One of the disadvantages of a unit-linked bond is that like any other
equity based investment they should be seen as a medium to long-term investment
(usually with a suggested minimum of 5 years). Of course, the returns
from these types of investment can vary significantly depending on the
type of fund chosen and any return achieved will be directly affected
by the value of the underlying investments. It should be noted that you
will not be able to use your annual capital gains tax exemption against
any gain made under the bond.
Is
a unit-linked bond right for you?
Investment bonds offer a great deal of flexibility in your investment
choice whilst offering tax advantages to some investors. Conversely, the
tax advantages for some can in fact be tax disadvantages for other (such
as 10% or non-taxpayers) since these investors cannot reclaim the income
tax paid at 20% within the bond.
Unit linked bonds are vulnerable to fluctuations in the level of the
investment markets and should therefore be classed as a medium to long-term
investment. It should also be remembered that their value can go down
as well as up and past performance is not a guide to future returns. You
therefore might not get back what you initially invested.
If you are at all unsure about the suitability of this type of investment
for you, then you should seek professional advice from an Independent
Financial Adviser. You can request help from us by clicking on the ‘make
contact now’ option on our website.
How
much will my bond be worth?
Unit linked bonds do not guarantee to pay a fixed amount. The fund manager
manages the investment fund, and the amount payable will depend entirely
on the value of that fund on the date that the bond is surrendered. This
will be affected by the type of fund chosen, which will in turn be affected
by your attitude to risk, and investment performance.

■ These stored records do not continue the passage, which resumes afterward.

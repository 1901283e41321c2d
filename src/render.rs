//! JSON snapshots of the launcher grid written to stdout.

use capy_apps::{GridItem, LauncherSession, LauncherSettings};
use serde::Serialize;
use std::io::{self, Write};

/// Everything a frontend needs to draw the overlay.
#[derive(Debug, Serialize)]
#[serde(rename_all = "camelCase")]
pub struct Snapshot {
    pub items: Vec<GridItem>,
    pub page: usize,
    pub total_pages: usize,
    /// Page indicator, true for the current page.
    pub dots: Vec<bool>,
    pub search: String,
    pub open_folder: Option<String>,
    /// Name of the folder that is open, for the header.
    pub folder_name: Option<String>,
    pub dragging: Option<String>,
    pub icon_name: String,
}

impl Snapshot {
    pub fn capture(session: &LauncherSession, settings: &LauncherSettings) -> Self {
        let view = session.view();
        let indicator = session.page_indicator();
        let open_folder = view.open_folder().map(String::from);
        let folder_name = open_folder
            .as_deref()
            .and_then(|id| session.catalog().find_folder(id))
            .map(|folder| folder.name.clone());

        Self {
            items: session.visible_page(),
            page: indicator.current,
            total_pages: indicator.total,
            dots: indicator.dots(),
            search: view.search().to_string(),
            open_folder,
            folder_name,
            dragging: session.active_drag().map(String::from),
            icon_name: settings.icon_name.clone(),
        }
    }

    /// Write as a single JSON line and flush.
    pub fn write_line(&self, mut out: impl Write) -> io::Result<()> {
        serde_json::to_writer(&mut out, self)?;
        out.write_all(b"\n")?;
        out.flush()
    }
}

#[cfg(test)]
mod tests {
    use super::*;
    use capy_apps::{AppSource, DiscoveredApp, LayoutStore, SourceKind};

    struct Numbered(usize);

    impl AppSource for Numbered {
        fn kind(&self) -> SourceKind {
            SourceKind::Flatpak
        }

        fn discover(&self) -> Vec<DiscoveredApp> {
            (0..self.0)
                .map(|i| DiscoveredApp {
                    name: format!("App {:02}", i),
                    command: format!("app-{}", i),
                    icon: Some("application-x-executable".to_string()),
                    source: SourceKind::Flatpak,
                })
                .collect()
        }
    }

    #[test]
    fn test_snapshot_shape() {
        let tmp = tempfile::tempdir().unwrap();
        let mut session = LauncherSession::start(
            vec![Box::new(Numbered(31))],
            LayoutStore::new(tmp.path().join("layout.json")),
        );
        session.next_page();

        let snapshot = Snapshot::capture(&session, &LauncherSettings::default());
        let mut out = Vec::new();
        snapshot.write_line(&mut out).unwrap();

        let text = String::from_utf8(out).unwrap();
        assert!(text.ends_with('\n'));
        let json: serde_json::Value = serde_json::from_str(text.trim_end()).unwrap();
        assert_eq!(json["page"], 1);
        assert_eq!(json["totalPages"], 2);
        assert_eq!(json["dots"], serde_json::json!([false, true]));
        assert_eq!(json["items"].as_array().unwrap().len(), 1);
        assert_eq!(json["items"][0]["key"], "App 30");
        assert_eq!(json["items"][0]["kind"], "app");
        assert!(json["openFolder"].is_null());
        assert_eq!(json["iconName"], "capy-launcher");
    }
}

The value of your
fund will fluctuate on a day-to-day basis according to general market
conditions and the value of the individual holdings within your fund.
There is no guarantee of the value of the lump sum that will eventually
be received.
The risk profile of this investment will be affected by the fund chosen.

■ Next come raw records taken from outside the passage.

//! The launcher session: one owner for catalog, view and drag state.
//!
//! Every user gesture and file-change notification goes through this type,
//! which keeps the view in sync and persists structural changes right away.

use crate::catalog::Catalog;
use crate::drag::{DropOutcome, DropTarget, apply_drop};
use crate::error::LauncherError;
use crate::launch;
use crate::layout::{AppOverride, LayoutConfig, LayoutStore};
use crate::sources::{AppSource, DESKTOP_SUFFIX};
use crate::view::{GridItem, PageIndicator, Scroll, ViewState};
use crate::watcher::WatchEvent;
use log::{debug, info, warn};

pub struct LauncherSession {
    sources: Vec<Box<dyn AppSource>>,
    store: LayoutStore,
    catalog: Catalog,
    view: ViewState,
    /// App currently being dragged.
    drag: Option<String>,
    /// Overrides for apps that are not installed right now, kept so a
    /// transient uninstall/reinstall doesn't lose the user's arrangement.
    orphans: Vec<AppOverride>,
    /// Last save failed; retried on the next mutation and at shutdown.
    dirty: bool,
}

impl LauncherSession {
    /// Scan all sources and merge the stored layout on top.
    pub fn start(sources: Vec<Box<dyn AppSource>>, store: LayoutStore) -> Self {
        let layout = match store.load() {
            Ok(layout) => layout,
            Err(e) => {
                warn!(
                    "Failed to load layout {}: {}, using defaults",
                    store.path().display(),
                    e
                );
                LayoutConfig::default()
            }
        };

        let mut session = Self {
            sources,
            store,
            catalog: Catalog::new(),
            view: ViewState::default(),
            drag: None,
            orphans: Vec::new(),
            dirty: false,
        };
        session.load_catalog(&layout);

        info!(
            "Launcher session started with {} apps and {} folders",
            session.catalog.apps().len(),
            session.catalog.folders().len()
        );
        session
    }

    fn load_catalog(&mut self, layout: &LayoutConfig) {
        let mut catalog = Catalog::rebuild(&self.sources);
        layout.apply(&mut catalog);

        self.orphans = layout
            .apps
            .iter()
            .filter(|entry| catalog.app(&entry.name).is_none())
            .cloned()
            .collect();

        if let Some(id) = self.view.open_folder() {
            catalog.set_folder_open(id, true);
        }
        self.catalog = catalog;
        self.view.refresh(&self.catalog);
    }

    pub fn catalog(&self) -> &Catalog {
        &self.catalog
    }

    pub fn view(&self) -> &ViewState {
        &self.view
    }

    pub fn store(&self) -> &LayoutStore {
        &self.store
    }

    /// The overlay as it would be written to disk.
    pub fn layout(&self) -> LayoutConfig {
        let mut layout = LayoutConfig::from_catalog(&self.catalog);
        layout.apps.extend(self.orphans.iter().cloned());
        layout
    }

    /// Write the layout. Failures are logged, never propagated.
    pub fn save(&mut self) -> bool {
        match self.store.save(&self.layout()) {
            Ok(()) => {
                self.dirty = false;
                true
            }
            Err(e) => {
                warn!("Failed to save layout {}: {}", self.store.path().display(), e);
                self.dirty = true;
                false
            }
        }
    }

    /// Re-render and persist after a structural change.
    fn commit(&mut self) {
        self.view.refresh(&self.catalog);
        self.save();
    }

    /// Replace the catalog with a fresh scan, keeping the user's layout.
    /// Does not write the layout file.
    pub fn rescan(&mut self) {
        let layout = self.layout();
        self.load_catalog(&layout);

        if let Some(source) = &self.drag {
            if self.catalog.app(source).is_none() {
                debug!("Cancelling drag of '{}', app disappeared", source);
                self.drag = None;
            }
        }
    }

    /// React to a desktop entry change. Returns true if a rescan happened.
    pub fn handle_watch_event(&mut self, event: &WatchEvent) -> bool {
        if !event.file_name.ends_with(DESKTOP_SUFFIX) {
            return false;
        }
        info!("Application change detected: {}", event.file_name);
        self.rescan();
        true
    }

    pub fn search(&mut self, text: &str) {
        self.view.apply_filter(&self.catalog, text);
    }

    pub fn next_page(&mut self) -> bool {
        self.view.next_page()
    }

    pub fn prev_page(&mut self) -> bool {
        self.view.prev_page()
    }

    pub fn go_to_page(&mut self, page: usize) -> bool {
        self.view.go_to_page(page)
    }

    pub fn scroll(&mut self, scroll: Scroll) -> bool {
        self.view.scroll(scroll)
    }

    pub fn swipe(&mut self, velocity_x: f64) -> bool {
        self.view.swipe(velocity_x)
    }

    pub fn open_folder(&mut self, folder_id: &str) -> bool {
        self.view.enter_folder(&mut self.catalog, folder_id)
    }

    pub fn close_folder(&mut self) {
        self.view.leave_folder(&mut self.catalog);
    }

    /// Overlay dismissed: clear search and folder context.
    pub fn dismiss(&mut self) {
        self.drag = None;
        self.view.reset(&mut self.catalog);
    }

    pub fn hide(&mut self, app: &str) -> bool {
        if !self.catalog.hide(app) {
            return false;
        }
        info!("Hid '{}'", app);
        self.commit();
        true
    }

    pub fn show(&mut self, app: &str) -> bool {
        if !self.catalog.show(app) {
            return false;
        }
        self.commit();
        true
    }

    pub fn remove_from_folder(&mut self, app: &str) -> bool {
        if !self.catalog.remove_from_folder(app) {
            return false;
        }
        self.commit();
        true
    }

    pub fn rename_folder(&mut self, folder_id: &str, name: &str) -> bool {
        let Some(folder) = self.catalog.find_folder_mut(folder_id) else {
            return false;
        };
        folder.name = name.to_string();
        self.commit();
        true
    }

    /// Forget overrides of apps that are no longer installed and delete
    /// empty folders. Returns (overrides dropped, folders deleted).
    pub fn prune_layout(&mut self) -> (usize, usize) {
        let orphans = std::mem::take(&mut self.orphans).len();
        let folders = self.catalog.remove_empty_folders();
        if orphans > 0 || folders > 0 {
            info!(
                "Pruned layout: {} stale overrides, {} empty folders",
                orphans, folders
            );
            self.commit();
        }
        (orphans, folders)
    }

    /// Start dragging an app. Unknown apps leave the session idle.
    pub fn begin_drag(&mut self, app: &str) -> bool {
        if self.catalog.app(app).is_none() {
            return false;
        }
        self.drag = Some(app.to_string());
        true
    }

    pub fn cancel_drag(&mut self) {
        self.drag = None;
    }

    pub fn active_drag(&self) -> Option<&str> {
        self.drag.as_deref()
    }

    /// Finish the in-flight drag on `target`.
    pub fn drop_on(&mut self, target: &DropTarget) -> DropOutcome {
        let source = self.drag.take();
        let outcome = apply_drop(
            &mut self.catalog,
            source.as_deref(),
            target,
            self.view.page(),
        );

        if outcome.is_success() {
            self.commit();
        } else {
            debug!("Drop rejected: {:?}", outcome);
        }
        outcome
    }

    /// Start an app and dismiss the overlay.
    pub fn launch(&mut self, app: &str) -> Result<(), LauncherError> {
        let command = self
            .catalog
            .app(app)
            .map(|record| record.command.clone())
            .ok_or_else(|| LauncherError::Launch(format!("no app named '{}'", app)))?;

        launch::launch(&command)?;
        self.dismiss();
        Ok(())
    }

    pub fn visible_page(&self) -> Vec<GridItem> {
        self.view.visible_page(&self.catalog, self.active_drag())
    }

    pub fn page_indicator(&self) -> PageIndicator {
        self.view.page_indicator()
    }

    /// Flush a save that failed earlier.
    pub fn shutdown(mut self) {
        if self.dirty {
            self.save();
        }
        info!("Launcher session closed");
    }
}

For example, if you were to choose a ‘cash’ fund then it would
be considered a lower risk investment. However, if a Far Eastern fund
was chosen then it may be considered a higher risk investment. Of course,
the ability to choose a number of funds means that a balanced approach
could be achieved with a mixture of different funds.
If you are unsure which funds are suitable to you then you should seek
professional advice from an Independent Financial Adviser. You can request
help from us by clicking on the ‘make contact now’ option
on our website.
How
safe are unit-linked bonds?
The risks involved with investing in unit-linked bonds,
and the potential return, will vary according to the type of investment
fund chosen. The risks are similar to unit trusts, with your fund selection
having a large effect on the potential risk. It must be noted that the
value of your units can fall as well as rise, as could the “income”
you may receive from them. Therefore, the value of your investment is
not guaranteed and you may get back less than you originally invested.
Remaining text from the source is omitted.